‘We were the only ones left alive’

An exciting new book looks at the suffering of the Middle East’s diverse people during the First World War.

A view of 4,500 prisoners captured by the Second Australian Light Horse Brigade during operations in Amman in September 1918. (photo credit: Wikimedia Commons)
A view of 4,500 prisoners captured by the Second Australian Light Horse Brigade during operations in Amman in September 1918.
(photo credit: Wikimedia Commons)
Ahmed al-Jundi’s father was an employee of an Ottoman court in northern Syria in 1916. Two years into the First World War the province was in upheaval. Famine gripped the people.
Then one day a summons came: He was to be “exiled” with his family to a small town in what is now Turkey. There was no choice. He packed his things into a cart and carriage and set off in the dead of winter.
His is one story out of thousands recounted in a new, excellently written account of the history of the First World War in the Middle East by Leila Tarazi Fawaz, the Issam M. Fares Professor of Lebanese and Eastern Mediterranean Studies at Tufts University.
In recent years there has been a mushrooming of interest in the last years of the Ottoman Empire and the massive upheaval of the Great War. Part of this stems from a feeling that the study of the war was too Eurocentric in previous generations. But the real nostalgia for this period is that it provides a picture of a Middle East different from what we are used to.
Freed from the civil wars of today and the Israeli-Palestinian conflict, there is something sepia-toned and intriguing about this region that still had a plethora of minorities in 1914.
The effect of the First World War in the Middle East was largely a culmination of events that began in the 19th century. “For decades before the war, the weakness of the Ottoman Empire and the growth of European influence in the Middle East accelerated the pace of change in daily life,” writes the author.
Jewish immigrants, enthused with Zionism, were arriving in Ottoman Palestine. The Christians in Lebanon were being exposed to French culture through institutions. European powers were extending their support to minorities, and local groups were experimenting with new notions of nationalism. The war ostensibly pitted the Ottoman Empire against Russia, Britain and France. But it was much more than that. Its result transformed the modern Middle East and gave rise to the current nation-states in the region.
Fawaz begins her narrative by looking at the cultural influences. She is versed in the local memoirs from the period as well as the high-level diplomatic correspondence from the various European governments.
But her story quickly turns to military matters. When the war broke out and Istanbul sided with the Germans, the British were keen to pry loose the Arab provinces of the Ottoman Empire. But their forces were hundreds of miles from supplies and faced a long slog through extreme climates.
A British commander wrote of Iraq, “[Our march] is liable to be severely hindered – in the winter by rain and mud, in the spring by floods, in the summer by heat and sickness, in the autumn by exhaustion following upon the summer, at all times by the extreme difficulty of maintaining an army in a country which has neither communications nor local resources.”
These words were prescient. In 1915 Gen. Charles Townshend took a British division up the Tigris River toward Baghdad.

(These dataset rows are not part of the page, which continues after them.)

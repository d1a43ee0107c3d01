//! Runtime settings for a query agent.

use crate::error::QueryError;
use ragloop_config::{CaptureSettings, RagloopConfig};
use ragloop_memory::HistoryCapturePolicy;
use std::time::Duration;

/// Settings a [`crate::QueryOrchestrator`] runs with.
///
/// Values are checked once by [`AgentConfig::validate`] when the orchestrator is
/// built. Only `max_turns` changes afterwards, through
/// [`crate::QueryOrchestrator::set_max_history_turns`].
#[derive(Debug, Clone, PartialEq)]
pub struct AgentConfig {
    /// Number of passages requested from the vector index.
    pub top_k: usize,
    /// Minimum similarity a local passage needs to reach the prompt.
    pub similarity_threshold: f32,
    /// Number of question/answer pairs kept in the history window.
    pub max_turns: usize,
    /// Blend web search results into queries by default.
    pub web_search_enabled: bool,
    /// Number of web results requested per query.
    pub web_max_results: usize,
    /// Prompt size budget in characters.
    pub context_budget_chars: usize,
    /// Most recent pairs placed in the prompt; `None` uses the whole window.
    pub history_pairs_in_prompt: Option<usize>,
    /// Per-stage time limit for collaborator calls.
    pub stage_timeout: Option<Duration>,
    /// Instructions placed at the top of every prompt.
    pub instructions: String,
}

/// Instructions used when none are configured.
pub const DEFAULT_INSTRUCTIONS: &str = "Answer the question using the conversation and context below. \
If the context does not contain the answer, say that you do not know.";

impl Default for AgentConfig {
    fn default() -> Self {
        Self {
            top_k: 5,
            similarity_threshold: 0.7,
            max_turns: 10,
            web_search_enabled: false,
            web_max_results: 3,
            context_budget_chars: 12_000,
            history_pairs_in_prompt: None,
            stage_timeout: None,
            instructions: DEFAULT_INSTRUCTIONS.to_string(),
        }
    }
}

impl AgentConfig {
    /// Build agent settings from a loaded config file.
    pub fn from_settings(config: &RagloopConfig) -> Result<Self, QueryError> {
        let agent = &config.agent;
        let settings = Self {
            top_k: agent.top_k,
            similarity_threshold: agent.similarity_threshold,
            max_turns: agent.max_turns,
            web_search_enabled: agent.web_search_enabled,
            web_max_results: agent.web_max_results,
            context_budget_chars: config.context.budget_chars,
            history_pairs_in_prompt: config.context.history_pairs,
            stage_timeout: agent.stage_timeout_ms.map(Duration::from_millis),
            instructions: config
                .context
                .instructions
                .clone()
                .unwrap_or_else(|| DEFAULT_INSTRUCTIONS.to_string()),
        };
        settings.validate()?;
        Ok(settings)
    }

    /// Check ranges that the query loop depends on.
    pub fn validate(&self) -> Result<(), QueryError> {
        if self.top_k == 0 {
            return Err(config_error("top_k must be at least 1"));
        }
        validate_threshold(self.similarity_threshold)?;
        if self.max_turns == 0 {
            return Err(config_error("max_turns must be at least 1"));
        }
        if self.web_max_results == 0 {
            return Err(config_error("web_max_results must be at least 1"));
        }
        if self.context_budget_chars == 0 {
            return Err(config_error("context_budget_chars must be at least 1"));
        }
        if self.stage_timeout.is_some_and(|timeout| timeout.is_zero()) {
            return Err(config_error("stage_timeout must be positive"));
        }
        Ok(())
    }
}

/// Map capture settings from a config file onto the memory crate's policy.
pub fn capture_policy_from_settings(settings: &CaptureSettings) -> HistoryCapturePolicy {
    HistoryCapturePolicy {
        redact_patterns: settings.redact_patterns.clone(),
        detect_secrets: settings.detect_secrets,
        secret_entropy_threshold: settings.secret_entropy_threshold,
        max_message_chars: settings.max_message_chars,
        ..HistoryCapturePolicy::default()
    }
}

pub(crate) fn validate_threshold(threshold: f32) -> Result<(), QueryError> {
    if threshold.is_finite() && (0.0..=1.0).contains(&threshold) {
        Ok(())
    } else {
        Err(config_error(&format!(
            "similarity_threshold must be between 0.0 and 1.0 (got {threshold})"
        )))
    }
}

pub(crate) fn config_error(message: &str) -> QueryError {
    QueryError::Configuration(message.to_string())
}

The British advance soon ran into logistical problems of supply and faced stiff Turkish defenses, including entrenched positions. Perhaps arrogance had made them think the Turks would melt away; but whatever the cause, Townshend eventually found his force disintegrating, and surrendered in April 1916. Thousands of men walked off into Turkish captivity.
The strength of Fawaz’s narrative lies in its ability to get the reader into the heart of this historic period and in pulling out the stories that usually do not find their way into history books, which often focus too much on politics and leaders.
In her fifth chapter she focuses on the “soldiering experience.” “More Ottoman troops perished from starvation and disease than from battle wounds in major confrontations,” the author notes.
Not to be forgotten among the stories of suffering and war is the account of the smugglers and artisans who made profit from it all.
Another story that is highlighted is the experience of the hundreds of thousands of Indians who participated in the conflict. Of particular interest here is the fact that the British were able to recruit subjects from many backgrounds, including many Muslims from India, who went off to soldier for the British Empire.
What Fawaz successfully shows us is that our understanding of the region today, colored by religious sectarianism and current borders, requires a corrective.
As we live through the centenary of the Great War in the Middle East, we live not only in its shadow but also can draw from it lessons for the future.